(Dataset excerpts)
========================================================================

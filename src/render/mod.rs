pub mod renderer;
pub mod terminal;

pub use renderer::{HudStatus, Renderer};
pub use terminal::TerminalContext;
//! Core game logic module for Snake
//!
//! This module contains all the game logic without any I/O or rendering dependencies.
//! It can be used programmatically for RL training and for replaying trained agents.

pub mod action;
pub mod config;
pub mod engine;
pub mod error;
pub mod state;

// Re-export commonly used types
pub use action::{Direction, RelativeAction};
pub use config::GameConfig;
pub use engine::{GameEngine, StepOutcome, StepResult};
pub use error::GameError;
pub use state::{EpisodeStatus, GameState, Position, Snake, TerminationReason};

========================================================================

» **EXERCISE INSTRUCTIONS**:
Set down nothing but the lines from the one containing "pub use error::GameError;" through the final line above, exactly as written.

» **SOLUTION TO THIS TASK**:
pub use error::GameError;
pub use state::{EpisodeStatus, GameState, Position, Snake, TerminationReason};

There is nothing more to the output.